_What is being asked_
What is needed is an exact retyping of the records below, from the first line through the line that contains "use crate::domain::ports::ClockRef;".

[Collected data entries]
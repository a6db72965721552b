use crate::domain::referral::ReferralClick;
use crate::error::{PayoutError, Result};
use std::io::Read;

/// Reads referral clicks from a CSV source.
///
/// Expects `id, creator_id, listing_id, clicked_at, window_days, status` with
/// RFC 3339 timestamps.
pub struct ClickReader<R: Read> {
    reader: csv::Reader<R>,
}

impl<R: Read> ClickReader<R> {
    pub fn new(source: R) -> Self {
        let reader = csv::ReaderBuilder::new()
            .trim(csv::Trim::All)
            .flexible(true)
            .from_reader(source);
        Self { reader }
    }

    pub fn clicks(self) -> impl Iterator<Item = Result<ReferralClick>> {
        self.reader
            .into_deserialize()
            .map(|result| result.map_err(PayoutError::from))
    }
}
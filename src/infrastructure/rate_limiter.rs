use crate::domain::ports::ClockRef;
use chrono::{DateTime, TimeDelta, Utc};
use std::collections::HashMap;
use tokio::sync::Mutex;

/// Limits for a fixed-window rate limiter.
#[derive(Debug, Clone, Copy, PartialEq, Eq)]
pub struct RateLimitConfig {
    /// Hits allowed per key within one window.
    pub max_requests: u32,
    /// Length of a window, starting at the first hit.
    pub window: TimeDelta,
}

impl Default for RateLimitConfig {
    fn default() -> Self {
        Self {
            max_requests: 10,
            window: TimeDelta::minutes(1),
        }
    }
}

#[derive(Debug, Clone, Copy, PartialEq, Eq)]
pub enum RateDecision {
    Allowed { remaining: u32 },
    Limited { retry_after: TimeDelta },
}

impl RateDecision {
    pub fn is_allowed(&self) -> bool {
        matches!(self, RateDecision::Allowed { .. })
    }
}

#[derive(Debug, Clone, Copy)]
struct Window {
    started_at: DateTime<Utc>,
    hits: u32,
}

/// Per-key fixed-window throttling with an injected clock.
///
/// Each limiter owns its own map, so separate endpoints get separate budgets.
pub struct RateLimiter {
    config: RateLimitConfig,
    clock: ClockRef,
    windows: Mutex<HashMap<String, Window>>,
}

impl RateLimiter {
    pub fn new(config: RateLimitConfig, clock: ClockRef) -> Self {
        Self {
            config,
            clock,
            windows: Mutex::new(HashMap::new()),
        }
    }

    /// Records a hit for `key` and decides whether it may proceed.
    ///
    /// Limited hits are not counted against the window.
    pub async fn check(&self, key: &str) -> RateDecision {
        let now = self.clock.now();
        let mut windows = self.windows.lock().await;

        let window = windows.entry(key.to_string()).or_insert(Window {
            started_at: now,
            hits: 0,
        });
        if now - window.started_at >= self.config.window {
            *window = Window {
                started_at: now,
                hits: 0,
            };
        }

        if window.hits >= self.config.max_requests {
            let retry_after = window
                .started_at
                .checked_add_signed(self.config.window)
                .map_or(TimeDelta::MAX, |ends_at| ends_at - now);
            tracing::debug!(key, retry_after_ms = retry_after.num_milliseconds(), "rate limited");
            return RateDecision::Limited { retry_after };
        }

        window.hits += 1;
        RateDecision::Allowed {
            remaining: self.config.max_requests - window.hits,
        }
    }

    /// Drops windows that have fully elapsed. Returns how many were removed.
    pub async fn purge_expired(&self) -> usize {
        let now = self.clock.now();
        let mut windows = self.windows.lock().await;
        let before = windows.len();
        windows.retain(|_, window| now - window.started_at < self.config.window);
        before - windows.len()
    }

    /// Number of keys currently tracked.
    pub async fn tracked_keys(&self) -> usize {
        self.windows.lock().await.len()
    }
}
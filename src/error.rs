use thiserror::Error;

pub type Result<T> = std::result::Result<T, PayoutError>;

#[derive(Error, Debug)]
pub enum PayoutError {
    #[error("CSV error: {0}")]
    CsvError(#[from] csv::Error),
    #[error("IO error: {0}")]
    IoError(#[from] std::io::Error),
    #[error("JSON error: {0}")]
    JsonError(#[from] serde_json::Error),
    #[error("Storage error: {0}")]
    StorageError(Box<dyn std::error::Error + Send + Sync>),
    #[error("Click {0} not found")]
    ClickNotFound(u32),
    #[error("Click {id} is not attributable: {reason}")]
    ClickNotAttributable { id: u32, reason: String },
    #[error("Offer {0} not found")]
    OfferNotFound(u32),
    #[error("Offer {0} has expired")]
    OfferExpired(u32),
    #[error("Offer {id} cannot be accepted: {reason}")]
    OfferNotPending { id: u32, reason: String },
    #[error("Invalid input: {0}")]
    InvalidInput(String),
}

#[cfg(feature = "storage-rocksdb")]
impl From<rocksdb::Error> for PayoutError {
    fn from(err: rocksdb::Error) -> Self {
        PayoutError::StorageError(Box::new(err))
    }
}
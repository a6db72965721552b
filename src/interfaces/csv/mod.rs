//! CSV readers and writers. Readers trim whitespace and tolerate ragged rows;
//! writers emit a header row followed by one record per item.

pub mod booking_reader;
pub mod click_reader;
pub mod offer_reader;
pub mod payout_writer;
pub mod sweep_writer;
//! Download orchestration: detail lookups, file phases, cancellation.

use std::path::{Path, PathBuf};
use std::sync::atomic::{AtomicUsize, Ordering};
use std::sync::Arc;
use std::time::Duration;

use async_trait::async_trait;
use indicatif::ProgressBar;
use tokio::task::JoinSet;
use tokio_util::sync::CancellationToken;

use crate::api::TikTokApi;
use crate::config::FilenameKey;
use crate::download::queue::{
    dedup_urls, DownloadQueue, DownloadQueueItem, QueueSummary, QueueUpdate,
};
use crate::download::sink::FileSink;
use crate::error::{Error, Result};
use crate::fs::naming::build_filename;
use crate::fs::paths::{photo_paths, resolve_destination, video_path};
use crate::media::{normalize, CanonicalItem, MediaContent};

/// Default spacing between detail lookups.
pub const DEFAULT_MIN_DELAY: Duration = Duration::from_secs(1);

/// Resolves a share URL to a canonical item.
#[async_trait]
pub trait ItemSource: Send + Sync {
    async fn fetch_item(&self, url: &str) -> Result<CanonicalItem>;
}

#[async_trait]
impl ItemSource for TikTokApi {
    async fn fetch_item(&self, url: &str) -> Result<CanonicalItem> {
        let raw = self.fetch_item_details(url).await?;
        Ok(normalize(&raw))
    }
}

/// Orchestrator settings.
#[derive(Debug, Clone)]
pub struct OrchestratorOptions {
    /// Explicit destination; falls back to the Downloads directory.
    pub destination: Option<PathBuf>,
    pub filename_format: Vec<FilenameKey>,
    pub min_delay: Duration,
}

impl Default for OrchestratorOptions {
    fn default() -> Self {
        Self {
            destination: None,
            filename_format: FilenameKey::default_format(),
            min_delay: DEFAULT_MIN_DELAY,
        }
    }
}

/// Drives queued items through lookup and download.
///
/// Detail lookups run one at a time, spaced by `min_delay`. Each successful
/// lookup launches a file phase that runs in the background; a failing item
/// never affects the others.
pub struct DownloadOrchestrator {
    source: Arc<dyn ItemSource>,
    sink: Arc<dyn FileSink>,
    options: OrchestratorOptions,
    queue: DownloadQueue,
    cancel: CancellationToken,
    pending: Arc<AtomicUsize>,
    progress: Option<ProgressBar>,
}

impl DownloadOrchestrator {
    pub fn new(
        source: Arc<dyn ItemSource>,
        sink: Arc<dyn FileSink>,
        options: OrchestratorOptions,
    ) -> Self {
        Self {
            source,
            sink,
            options,
            queue: DownloadQueue::new(),
            cancel: CancellationToken::new(),
            pending: Arc::new(AtomicUsize::new(0)),
            progress: None,
        }
    }

    /// Report finished items on a progress bar.
    pub fn with_progress(mut self, progress: ProgressBar) -> Self {
        self.progress = Some(progress);
        self
    }

    /// Token that stops the run before the next lookup when cancelled.
    pub fn cancel_token(&self) -> CancellationToken {
        self.cancel.clone()
    }

    pub fn cancel(&self) {
        self.cancel.cancel();
    }

    /// Number of launched file phases that have not finished.
    pub fn pending(&self) -> usize {
        self.pending.load(Ordering::SeqCst)
    }

    pub fn queue(&self) -> &DownloadQueue {
        &self.queue
    }

    pub fn summary(&self) -> QueueSummary {
        self.queue.summary()
    }

    /// Download the items behind a list of share URLs.
    pub async fn run<I, S>(&self, urls: I) -> Result<QueueSummary>
    where
        I: IntoIterator<Item = S>,
        S: AsRef<str>,
    {
        let entries = self.enqueue(dedup_urls(urls));
        let destination = self.prepare_destination().await?;
        if let Some(pb) = &self.progress {
            pb.set_length(entries.len() as u64);
        }

        tracing::info!(
            "Processing {} item(s) into {}",
            entries.len(),
            destination.display()
        );

        let mut tasks = JoinSet::new();
        let total = entries.len();

        for (index, entry) in entries.into_iter().enumerate() {
            if self.cancel.is_cancelled() {
                tracing::info!("Cancelled, {} item(s) left pending", total - index);
                break;
            }

            self.queue.update(&entry.id, QueueUpdate::Downloading);

            match self.source.fetch_item(&entry.original_url).await {
                Ok(item) => self.launch(&mut tasks, entry.id, item, &destination),
                Err(e) => {
                    tracing::warn!("Failed to fetch details for {}: {}", entry.id, e);
                    self.finish_failed(&entry.id, e.to_string());
                }
            }

            if index + 1 < total {
                tokio::select! {
                    _ = tokio::time::sleep(self.options.min_delay) => {}
                    _ = self.cancel.cancelled() => {}
                }
            }
        }

        self.wait_all(tasks).await;
        Ok(self.summary())
    }

    /// Download already-resolved items.
    pub async fn run_items(&self, items: Vec<CanonicalItem>) -> Result<QueueSummary> {
        let destination = self.prepare_destination().await?;
        let mut tasks = JoinSet::new();
        let mut queued = Vec::with_capacity(items.len());

        for item in items {
            if self
                .queue
                .push(DownloadQueueItem::new(item.id.clone(), item.url.clone()))
            {
                queued.push(item);
            } else {
                tracing::debug!("Skipping duplicate item {}", item.id);
            }
        }

        if let Some(pb) = &self.progress {
            pb.set_length(queued.len() as u64);
        }

        for item in queued {
            if self.cancel.is_cancelled() {
                tracing::info!("Cancelled, remaining items left pending");
                break;
            }
            self.queue.update(&item.id, QueueUpdate::Downloading);
            self.launch(&mut tasks, item.id.clone(), item, &destination);
        }

        self.wait_all(tasks).await;
        Ok(self.summary())
    }

    fn enqueue(&self, entries: Vec<DownloadQueueItem>) -> Vec<DownloadQueueItem> {
        entries
            .into_iter()
            .filter(|entry| self.queue.push(entry.clone()))
            .collect()
    }

    async fn prepare_destination(&self) -> Result<PathBuf> {
        let destination = resolve_destination(self.options.destination.as_deref());
        tokio::fs::create_dir_all(&destination).await?;
        Ok(destination)
    }

    /// Start the file phase for an item without waiting for it.
    fn launch(
        &self,
        tasks: &mut JoinSet<()>,
        id: String,
        item: CanonicalItem,
        destination: &Path,
    ) {
        // Upstream ids are untrusted; only numeric ids are used in paths.
        let Some(file_id) = [item.id.as_str(), id.as_str()]
            .into_iter()
            .find(|candidate| is_numeric_id(candidate))
            .map(str::to_string)
        else {
            tracing::warn!("Item {} has no usable id {:?}", id, item.id);
            self.finish_failed(
                &id,
                Error::InvalidFilename(format!("non-numeric item id {:?}", item.id)).to_string(),
            );
            return;
        };

        let sink = Arc::clone(&self.sink);
        let queue = self.queue.clone();
        let pending = Arc::clone(&self.pending);
        let progress = self.progress.clone();
        let base_name = if file_id == item.id {
            build_filename(&item, &self.options.filename_format)
        } else {
            let mut named = item.clone();
            named.id = file_id;
            build_filename(&named, &self.options.filename_format)
        };
        let destination = destination.to_path_buf();

        pending.fetch_add(1, Ordering::SeqCst);
        tasks.spawn(async move {
            match download_item(sink.as_ref(), &item, &destination, &base_name).await {
                Ok(paths) => {
                    tracing::info!("Downloaded {} ({} file(s))", id, paths.len());
                    queue.update(&id, QueueUpdate::Success(Some(item)));
                }
                Err(e) => {
                    tracing::warn!("Failed to download {}: {}", id, e);
                    queue.update(&id, QueueUpdate::Error(e.to_string()));
                }
            }
            pending.fetch_sub(1, Ordering::SeqCst);
            if let Some(pb) = progress {
                pb.inc(1);
            }
        });
    }

    fn finish_failed(&self, id: &str, message: String) {
        self.queue.update(id, QueueUpdate::Error(message));
        if let Some(pb) = &self.progress {
            pb.inc(1);
        }
    }

    async fn wait_all(&self, mut tasks: JoinSet<()>) {
        while let Some(result) = tasks.join_next().await {
            if let Err(e) = result {
                tracing::error!("Download task failed: {}", e);
            }
        }
    }
}

fn is_numeric_id(id: &str) -> bool {
    !id.is_empty() && id.bytes().all(|b| b.is_ascii_digit())
}

/// Write an item's files under `destination`.
///
/// Videos become `<base_name>.mp4`; photo posts become `<base_name>/1.jpg`
/// onward, fetched concurrently.
pub async fn download_item(
    sink: &dyn FileSink,
    item: &CanonicalItem,
    destination: &Path,
    base_name: &str,
) -> Result<Vec<PathBuf>> {
    match &item.content {
        MediaContent::Video(video) => {
            let path = video_path(destination, base_name);
            sink.write(&video.mp4_uri, &path).await?;
            Ok(vec![path])
        }
        MediaContent::Photo(images) => {
            if images.is_empty() {
                return Err(Error::Download(format!("Photo post {} has no images", item.id)));
            }
            let paths = photo_paths(destination, base_name, images.len());
            // Wait for every image before reporting the first error.
            let results = futures::future::join_all(
                images
                    .iter()
                    .zip(&paths)
                    .map(|(url, path)| sink.write(url, path)),
            )
            .await;
            results.into_iter().collect::<Result<Vec<()>>>()?;
            Ok(paths)
        }
    }
}
//! File sink: streams remote files to disk.

use std::path::Path;
use std::time::Duration;

use async_trait::async_trait;
use futures::StreamExt;
use indicatif::{ProgressBar, ProgressStyle};
use reqwest::Client;
use tokio::fs::File;
use tokio::io::AsyncWriteExt;

use crate::api::device::MOBILE_USER_AGENT;
use crate::error::{Error, Result};

/// Minimum file size to show progress bar (20 MB).
const PROGRESS_THRESHOLD: u64 = 20 * 1024 * 1024;

/// Writes a remote file to a local path.
#[async_trait]
pub trait FileSink: Send + Sync {
    /// Fetch `url` and write it to `destination`, creating parent directories.
    async fn write(&self, url: &str, destination: &Path) -> Result<()>;
}

/// [`FileSink`] backed by an HTTP client.
pub struct HttpFileSink {
    client: Client,
    show_progress: bool,
}

impl HttpFileSink {
    /// `timeout` bounds connecting and each read, not the whole transfer.
    pub fn new(timeout: Duration, show_progress: bool) -> Result<Self> {
        let client = Client::builder()
            .user_agent(MOBILE_USER_AGENT)
            .connect_timeout(timeout)
            .read_timeout(timeout)
            .build()
            .map_err(|e| Error::Request(format!("Failed to create HTTP client: {}", e)))?;

        Ok(Self {
            client,
            show_progress,
        })
    }

    fn progress_bar(&self, content_length: Option<u64>) -> Option<ProgressBar> {
        let length = content_length.filter(|&l| self.show_progress && l > PROGRESS_THRESHOLD)?;
        let pb = ProgressBar::new(length);
        if let Ok(style) = ProgressStyle::default_bar()
            .template("{spinner:.green} [{bar:40.cyan/blue}] {bytes}/{total_bytes} ({eta})")
        {
            pb.set_style(style.progress_chars("#>-"));
        }
        Some(pb)
    }
}

#[async_trait]
impl FileSink for HttpFileSink {
    async fn write(&self, url: &str, destination: &Path) -> Result<()> {
        if url.is_empty() {
            return Err(Error::Download(format!(
                "No source URL for {}",
                destination.display()
            )));
        }

        if let Some(parent) = destination.parent() {
            tokio::fs::create_dir_all(parent).await?;
        }

        let response = self
            .client
            .get(url)
            .send()
            .await
            .map_err(|e| Error::Download(format!("Failed to fetch {}: {}", url, e)))?;

        if !response.status().is_success() {
            return Err(Error::Download(format!(
                "HTTP {} fetching {}",
                response.status(),
                url
            )));
        }

        let progress = self.progress_bar(response.content_length());

        // Stream to file
        let mut file = File::create(destination).await?;
        let mut stream = response.bytes_stream();
        let mut downloaded: u64 = 0;

        while let Some(chunk) = stream.next().await {
            let chunk = chunk.map_err(|e| Error::Download(format!("Stream error: {}", e)))?;
            file.write_all(&chunk).await?;
            downloaded += chunk.len() as u64;

            if let Some(ref pb) = progress {
                pb.set_position(downloaded);
            }
        }

        file.flush().await?;

        if let Some(pb) = progress {
            pb.finish_and_clear();
        }

        tracing::debug!("Wrote {} bytes to {}", downloaded, destination.display());
        Ok(())
    }
}

#[cfg(test)]
mod tests {
    use super::*;
    use tempfile::TempDir;
    use wiremock::matchers::{method, path};
    use wiremock::{Mock, MockServer, ResponseTemplate};

    #[tokio::test]
    async fn test_write_creates_parents_and_streams_body() {
        let server = MockServer::start().await;
        Mock::given(method("GET"))
            .and(path("/file.mp4"))
            .respond_with(ResponseTemplate::new(200).set_body_bytes(b"video-bytes".to_vec()))
            .mount(&server)
            .await;

        let dir = TempDir::new().unwrap();
        let dest = dir.path().join("nested").join("file.mp4");
        let sink = HttpFileSink::new(Duration::from_secs(5), false).unwrap();

        sink.write(&format!("{}/file.mp4", server.uri()), &dest)
            .await
            .unwrap();
        assert_eq!(std::fs::read(&dest).unwrap(), b"video-bytes");
    }

    #[tokio::test]
    async fn test_http_error_is_download_error() {
        let server = MockServer::start().await;
        Mock::given(method("GET"))
            .respond_with(ResponseTemplate::new(404))
            .mount(&server)
            .await;

        let dir = TempDir::new().unwrap();
        let sink = HttpFileSink::new(Duration::from_secs(5), false).unwrap();
        let err = sink
            .write(&format!("{}/gone.jpg", server.uri()), &dir.path().join("1.jpg"))
            .await
            .unwrap_err();
        assert!(matches!(err, Error::Download(_)));
    }

    #[tokio::test]
    async fn test_stalled_response_times_out() {
        let server = MockServer::start().await;
        Mock::given(method("GET"))
            .respond_with(
                ResponseTemplate::new(200)
                    .set_body_bytes(b"late".to_vec())
                    .set_delay(Duration::from_secs(5)),
            )
            .mount(&server)
            .await;

        let dir = TempDir::new().unwrap();
        let sink = HttpFileSink::new(Duration::from_millis(500), false).unwrap();
        let started = std::time::Instant::now();
        let err = sink
            .write(&format!("{}/slow.mp4", server.uri()), &dir.path().join("slow.mp4"))
            .await
            .unwrap_err();

        assert!(matches!(err, Error::Download(_)));
        assert!(started.elapsed() < Duration::from_secs(4));
    }

    #[test]
    fn test_empty_url_rejected() {
        let dir = TempDir::new().unwrap();
        let sink = HttpFileSink::new(Duration::from_secs(5), false).unwrap();
        let result = tokio_test::block_on(sink.write("", &dir.path().join("x.mp4")));
        tokio_test::assert_err!(result);
        assert!(!dir.path().join("x.mp4").exists());
    }
}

_Result_
repository a6db72965721552b
use crate::domain::referral::ReferralClick;
use crate::error::{PayoutError, Result};
use std::io::Read;

/// Reads referral clicks from a CSV source.
///
/// Expects `id, creator_id, listing_id, clicked_at, window_days, status` with
/// RFC 3339 timestamps.
pub struct ClickReader<R: Read> {
    reader: csv::Reader<R>,
}

impl<R: Read> ClickReader<R> {
    pub fn new(source: R) -> Self {
        let reader = csv::ReaderBuilder::new()
            .trim(csv::Trim::All)
            .flexible(true)
            .from_reader(source);
        Self { reader }
    }

    pub fn clicks(self) -> impl Iterator<Item = Result<ReferralClick>> {
        self.reader
            .into_deserialize()
            .map(|result| result.map_err(PayoutError::from))
    }
}
filename src/infrastructure/rate_limiter.rs
use crate::domain::ports::ClockRef;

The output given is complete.